Metadata-Version: 2.4
Name: scribe-minutes
Version: 0.1.0
Summary: Local, privacy-preserving meeting transcription and minutes generation for macOS. Parakeet TDT for speech-to-text, any OpenAI-compatible LLM for minutes.
Project-URL: Homepage, https://github.com/aaronmontgomery/scribe
Project-URL: Repository, https://github.com/aaronmontgomery/scribe
License-Expression: MIT
License-File: LICENSE
Keywords: mcp,meeting-minutes,mlx,parakeet,speech-to-text,transcription
Classifier: Development Status :: 4 - Beta
Classifier: Environment :: MacOS X
Classifier: Intended Audience :: Developers
Classifier: License :: OSI Approved :: MIT License
Classifier: Operating System :: MacOS
Classifier: Programming Language :: Python :: 3.12
Classifier: Topic :: Multimedia :: Sound/Audio :: Speech
Requires-Python: >=3.12
Requires-Dist: fastapi>=0.115.0
Requires-Dist: httpx>=0.28.0
Requires-Dist: parakeet-mlx>=0.5.1
Requires-Dist: python-multipart>=0.0.18
Requires-Dist: uvicorn[standard]>=0.34.0
Description-Content-Type: text/markdown

# Scribe

Local, privacy-preserving meeting transcription and minutes for macOS. Nothing leaves your machine.

Drop an audio or video file into the app, get a transcript and structured meeting minutes back.

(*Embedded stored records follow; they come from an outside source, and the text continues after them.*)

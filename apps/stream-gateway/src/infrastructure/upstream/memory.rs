//! In-memory upstream for tests and local development.
//!
//! Streams are fed explicitly with `push_*`; failures can be injected per
//! `(feed kind, code)` to exercise the resubscription path.

use std::collections::HashMap;
use std::time::Duration;

use async_trait::async_trait;
use futures::StreamExt;
use parking_lot::Mutex;
use tokio::sync::mpsc;
use tokio_stream::wrappers::UnboundedReceiverStream;

use crate::application::ports::{FeedStream, MarketDataSource, UpstreamError};
use crate::domain::feed::{
    BidAsk, Code, FeedKind, Quote, Snapshot, SnapshotKind, Tick, TradeExecution,
};

type Key = (FeedKind, Code);
type Sender<E> = mpsc::UnboundedSender<Result<E, UpstreamError>>;

#[derive(Debug, Default)]
struct State {
    ticks: HashMap<Code, Vec<Sender<Tick>>>,
    bid_asks: HashMap<Code, Vec<Sender<BidAsk>>>,
    quotes: HashMap<Code, Vec<Sender<Quote>>>,
    trades: Vec<Sender<TradeExecution>>,
    opens: HashMap<Key, usize>,
    failing_opens: HashMap<Key, usize>,
    snapshots: HashMap<(SnapshotKind, Code), Snapshot>,
    snapshot_calls: usize,
    fail_snapshots: bool,
    trade_updates: usize,
    fail_trade_updates: bool,
}

/// Scriptable [`MarketDataSource`].
#[derive(Debug, Default)]
pub struct InMemorySource {
    state: Mutex<State>,
}

fn push<E: Clone>(senders: &mut Vec<Sender<E>>, event: &E) -> usize {
    senders.retain(|tx| tx.send(Ok(event.clone())).is_ok());
    senders.len()
}

fn open_stream<E: Send + 'static>(senders: &mut Vec<Sender<E>>) -> FeedStream<E> {
    let (tx, rx) = mpsc::unbounded_channel();
    senders.push(tx);
    UnboundedReceiverStream::new(rx).boxed()
}

fn live<E>(senders: Option<&Vec<Sender<E>>>) -> usize {
    senders.map_or(0, |s| s.iter().filter(|tx| !tx.is_closed()).count())
}

fn fail<E>(senders: Option<&mut Vec<Sender<E>>>) -> usize {
    senders.map_or(0, |senders| {
        let n = senders.len();
        for tx in senders.drain(..) {
            let _ = tx.send(Err(UpstreamError::StreamClosed));
        }
        n
    })
}

impl InMemorySource {
    /// Create an empty source.
    #[must_use]
    pub fn new() -> Self {
        Self::default()
    }

    /// Emit a tick on every open stream for its code. Returns streams reached.
    pub fn push_tick(&self, tick: Tick) -> usize {
        let mut state = self.state.lock();
        state
            .ticks
            .get_mut(&tick.code)
            .map_or(0, |senders| push(senders, &tick))
    }

    /// Emit a bid/ask update. Returns streams reached.
    pub fn push_bid_ask(&self, bid_ask: BidAsk) -> usize {
        let mut state = self.state.lock();
        state
            .bid_asks
            .get_mut(&bid_ask.code)
            .map_or(0, |senders| push(senders, &bid_ask))
    }

    /// Emit a stock quote. Returns streams reached.
    pub fn push_quote(&self, quote: Quote) -> usize {
        let mut state = self.state.lock();
        state
            .quotes
            .get_mut(&quote.code)
            .map_or(0, |senders| push(senders, &quote))
    }

    /// Emit a trade on every open trade stream. Returns streams reached.
    pub fn push_trade(&self, trade: TradeExecution) -> usize {
        push(&mut self.state.lock().trades, &trade)
    }

    /// End every open stream for `(kind, code)` with an error. Returns the
    /// number of streams ended.
    pub fn fail_streams(&self, kind: FeedKind, code: &str) -> usize {
        let mut state = self.state.lock();
        match kind {
            FeedKind::Tick => fail(state.ticks.get_mut(code)),
            FeedKind::BidAsk => fail(state.bid_asks.get_mut(code)),
            FeedKind::Quote => fail(state.quotes.get_mut(code)),
            FeedKind::Trade => fail(Some(&mut state.trades)),
        }
    }

    /// Make the next `n` opens of `(kind, code)` fail.
    pub fn fail_next_opens(&self, kind: FeedKind, code: &str, n: usize) {
        self.state
            .lock()
            .failing_opens
            .insert((kind, code.to_string()), n);
    }

    /// Set the futures snapshot returned for `code`.
    pub fn set_snapshot(&self, code: &str, snapshot: Snapshot) {
        self.set_snapshot_of(SnapshotKind::Future, code, snapshot);
    }

    /// Set the snapshot returned for `code` in the `kind` universe.
    pub fn set_snapshot_of(&self, kind: SnapshotKind, code: &str, snapshot: Snapshot) {
        self.state
            .lock()
            .snapshots
            .insert((kind, code.to_string()), snapshot);
    }

    /// Make snapshot calls fail.
    pub fn fail_snapshots(&self, fail: bool) {
        self.state.lock().fail_snapshots = fail;
    }

    /// Snapshot calls served so far.
    #[must_use]
    pub fn snapshot_calls(&self) -> usize {
        self.state.lock().snapshot_calls
    }

    /// Make trade update triggers fail.
    pub fn fail_trade_updates(&self, fail: bool) {
        self.state.lock().fail_trade_updates = fail;
    }

    /// Trade update triggers accepted so far.
    #[must_use]
    pub fn trade_updates(&self) -> usize {
        self.state.lock().trade_updates
    }

    /// Successful opens of `(kind, code)` so far. Trade streams use `""`.
    #[must_use]
    pub fn open_count(&self, kind: FeedKind, code: &str) -> usize {
        self.state
            .lock()
            .opens
            .get(&(kind, code.to_string()))
            .copied()
            .unwrap_or(0)
    }

    /// Streams for `(kind, code)` whose consumer is still alive.
    #[must_use]
    pub fn live_streams(&self, kind: FeedKind, code: &str) -> usize {
        let state = self.state.lock();
        match kind {
            FeedKind::Tick => live(state.ticks.get(code)),
            FeedKind::BidAsk => live(state.bid_asks.get(code)),
            FeedKind::Quote => live(state.quotes.get(code)),
            FeedKind::Trade => live(Some(&state.trades)),
        }
    }

    /// Poll until `(kind, code)` has `n` live streams or `timeout` elapses.
    /// Returns whether the count was reached.
    pub async fn wait_for_streams(
        &self,
        kind: FeedKind,
        code: &str,
        n: usize,
        timeout: Duration,
    ) -> bool {
        let deadline = tokio::time::Instant::now() + timeout;
        loop {
            if self.live_streams(kind, code) == n {
                return true;
            }
            if tokio::time::Instant::now() >= deadline {
                return false;
            }
            tokio::time::sleep(Duration::from_millis(5)).await;
        }
    }

    fn begin_open(&self, kind: FeedKind, code: &str) -> Result<(), UpstreamError> {
        let mut state = self.state.lock();
        let key = (kind, code.to_string());
        if let Some(remaining) = state.failing_opens.get_mut(&key)
            && *remaining > 0
        {
            *remaining -= 1;
            return Err(UpstreamError::Rpc {
                code: "unavailable".to_string(),
                message: format!("injected failure for {kind}/{code}"),
            });
        }
        *state.opens.entry(key).or_default() += 1;
        Ok(())
    }
}

#[async_trait]
impl MarketDataSource for InMemorySource {
    async fn subscribe_tick(&self, code: &str) -> Result<FeedStream<Tick>, UpstreamError> {
        self.begin_open(FeedKind::Tick, code)?;
        let mut state = self.state.lock();
        Ok(open_stream(state.ticks.entry(code.to_string()).or_default()))
    }

    async fn subscribe_bid_ask(&self, code: &str) -> Result<FeedStream<BidAsk>, UpstreamError> {
        self.begin_open(FeedKind::BidAsk, code)?;
        let mut state = self.state.lock();
        Ok(open_stream(
            state.bid_asks.entry(code.to_string()).or_default(),
        ))
    }

    async fn subscribe_quote(&self, code: &str) -> Result<FeedStream<Quote>, UpstreamError> {
        self.begin_open(FeedKind::Quote, code)?;
        let mut state = self.state.lock();
        Ok(open_stream(state.quotes.entry(code.to_string()).or_default()))
    }

    async fn subscribe_trade(&self) -> Result<FeedStream<TradeExecution>, UpstreamError> {
        self.begin_open(FeedKind::Trade, "")?;
        Ok(open_stream(&mut self.state.lock().trades))
    }

    async fn trigger_trade_update(&self) -> Result<(), UpstreamError> {
        let mut state = self.state.lock();
        if state.fail_trade_updates {
            return Err(UpstreamError::Rpc {
                code: "unavailable".to_string(),
                message: "trade update rejected".to_string(),
            });
        }
        state.trade_updates += 1;
        Ok(())
    }

    async fn get_snapshot(
        &self,
        kind: SnapshotKind,
        codes: &[Code],
    ) -> Result<HashMap<Code, Snapshot>, UpstreamError> {
        let mut state = self.state.lock();
        state.snapshot_calls += 1;
        if state.fail_snapshots {
            return Err(UpstreamError::Transport {
                message: "snapshot service unavailable".to_string(),
            });
        }
        Ok(codes
            .iter()
            .filter_map(|code| {
                state
                    .snapshots
                    .get(&(kind, code.clone()))
                    .map(|s| (code.clone(), *s))
            })
            .collect())
    }
}

#[cfg(test)]
mod tests {
    use chrono::Utc;
    use rust_decimal::Decimal;

    use super::*;

    fn tick(code: &str) -> Tick {
        Tick {
            code: code.to_string(),
            price: Decimal::ONE,
            price_change: Decimal::ZERO,
            volume: 1,
            timestamp: Utc::now(),
        }
    }

    #[tokio::test]
    async fn pushed_ticks_reach_open_streams() {
        let source = InMemorySource::new();
        let mut stream = source.subscribe_tick("TXF").await.unwrap();
        assert_eq!(source.push_tick(tick("TXF")), 1);
        assert_eq!(source.push_tick(tick("MXF")), 0);
        assert_eq!(stream.next().await.unwrap().unwrap().code, "TXF");
    }

    #[tokio::test]
    async fn injected_open_failures_are_consumed() {
        let source = InMemorySource::new();
        source.fail_next_opens(FeedKind::BidAsk, "TXF", 1);
        assert!(source.subscribe_bid_ask("TXF").await.is_err());
        assert!(source.subscribe_bid_ask("TXF").await.is_ok());
        assert_eq!(source.open_count(FeedKind::BidAsk, "TXF"), 1);
    }

    #[tokio::test]
    async fn failed_streams_end_with_error() {
        let source = InMemorySource::new();
        let mut stream = source.subscribe_trade().await.unwrap();
        assert_eq!(source.fail_streams(FeedKind::Trade, ""), 1);
        assert!(matches!(
            stream.next().await,
            Some(Err(UpstreamError::StreamClosed))
        ));
        assert!(stream.next().await.is_none());
    }

    #[tokio::test]
    async fn dropped_streams_are_not_live() {
        let source = InMemorySource::new();
        let stream = source.subscribe_tick("TXF").await.unwrap();
        assert_eq!(source.live_streams(FeedKind::Tick, "TXF"), 1);
        drop(stream);
        assert_eq!(source.live_streams(FeedKind::Tick, "TXF"), 0);
    }

    #[tokio::test]
    async fn snapshots_omit_unknown_codes() {
        let source = InMemorySource::new();
        source.set_snapshot(
            "A",
            Snapshot {
                close: Decimal::TEN,
                change_price: Decimal::ONE,
            },
        );
        let result = source
            .get_snapshot(SnapshotKind::Future, &["A".to_string(), "B".to_string()])
            .await
            .unwrap();
        assert_eq!(result.len(), 1);
        assert!(result.contains_key("A"));

        source.fail_snapshots(true);
        assert!(source.get_snapshot(SnapshotKind::Future, &[]).await.is_err());
        assert_eq!(source.snapshot_calls(), 2);
    }

    #[tokio::test]
    async fn snapshots_are_scoped_by_universe() {
        let source = InMemorySource::new();
        let snapshot = Snapshot {
            close: Decimal::TEN,
            change_price: Decimal::ONE,
        };
        source.set_snapshot_of(SnapshotKind::Stock, "2330", snapshot);
        let codes = ["2330".to_string()];

        assert!(source.get_snapshot(SnapshotKind::Future, &codes).await.unwrap().is_empty());
        let stock = source.get_snapshot(SnapshotKind::Stock, &codes).await.unwrap();
        assert_eq!(stock.get("2330"), Some(&snapshot));
    }

    #[tokio::test]
    async fn trade_update_triggers_are_counted() {
        let source = InMemorySource::new();
        source.trigger_trade_update().await.unwrap();
        source.fail_trade_updates(true);
        assert!(source.trigger_trade_update().await.is_err());
        assert_eq!(source.trade_updates(), 1);
    }
}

Record directly in the app if you prefer. Everything runs on your hardware — no cloud APIs, no data exfiltration, no subscriptions.

## What It Does

1. **Speech-to-text** via [Parakeet TDT](https://huggingface.co/mlx-community/parakeet-tdt-0.6b-v3) — Nvidia's speech model running on Apple MLX (GPU-accelerated on Apple Silicon). ~600MB model, processes audio in 2-minute chunks.
2. **Meeting minutes** via any OpenAI-compatible LLM — takes the transcript and produces attendees, agenda, decisions, action items. Works with local models (Qwen, Llama, Mistral via mlx-lm/ollama/vLLM) or remote APIs.
3. **MCP server** for LLM tools — Claude Code, Gemini CLI, or any MCP client can transcribe files and generate minutes directly.

## Install

**Requirements:** macOS 15+ on Apple Silicon, Python 3.12+, ffmpeg.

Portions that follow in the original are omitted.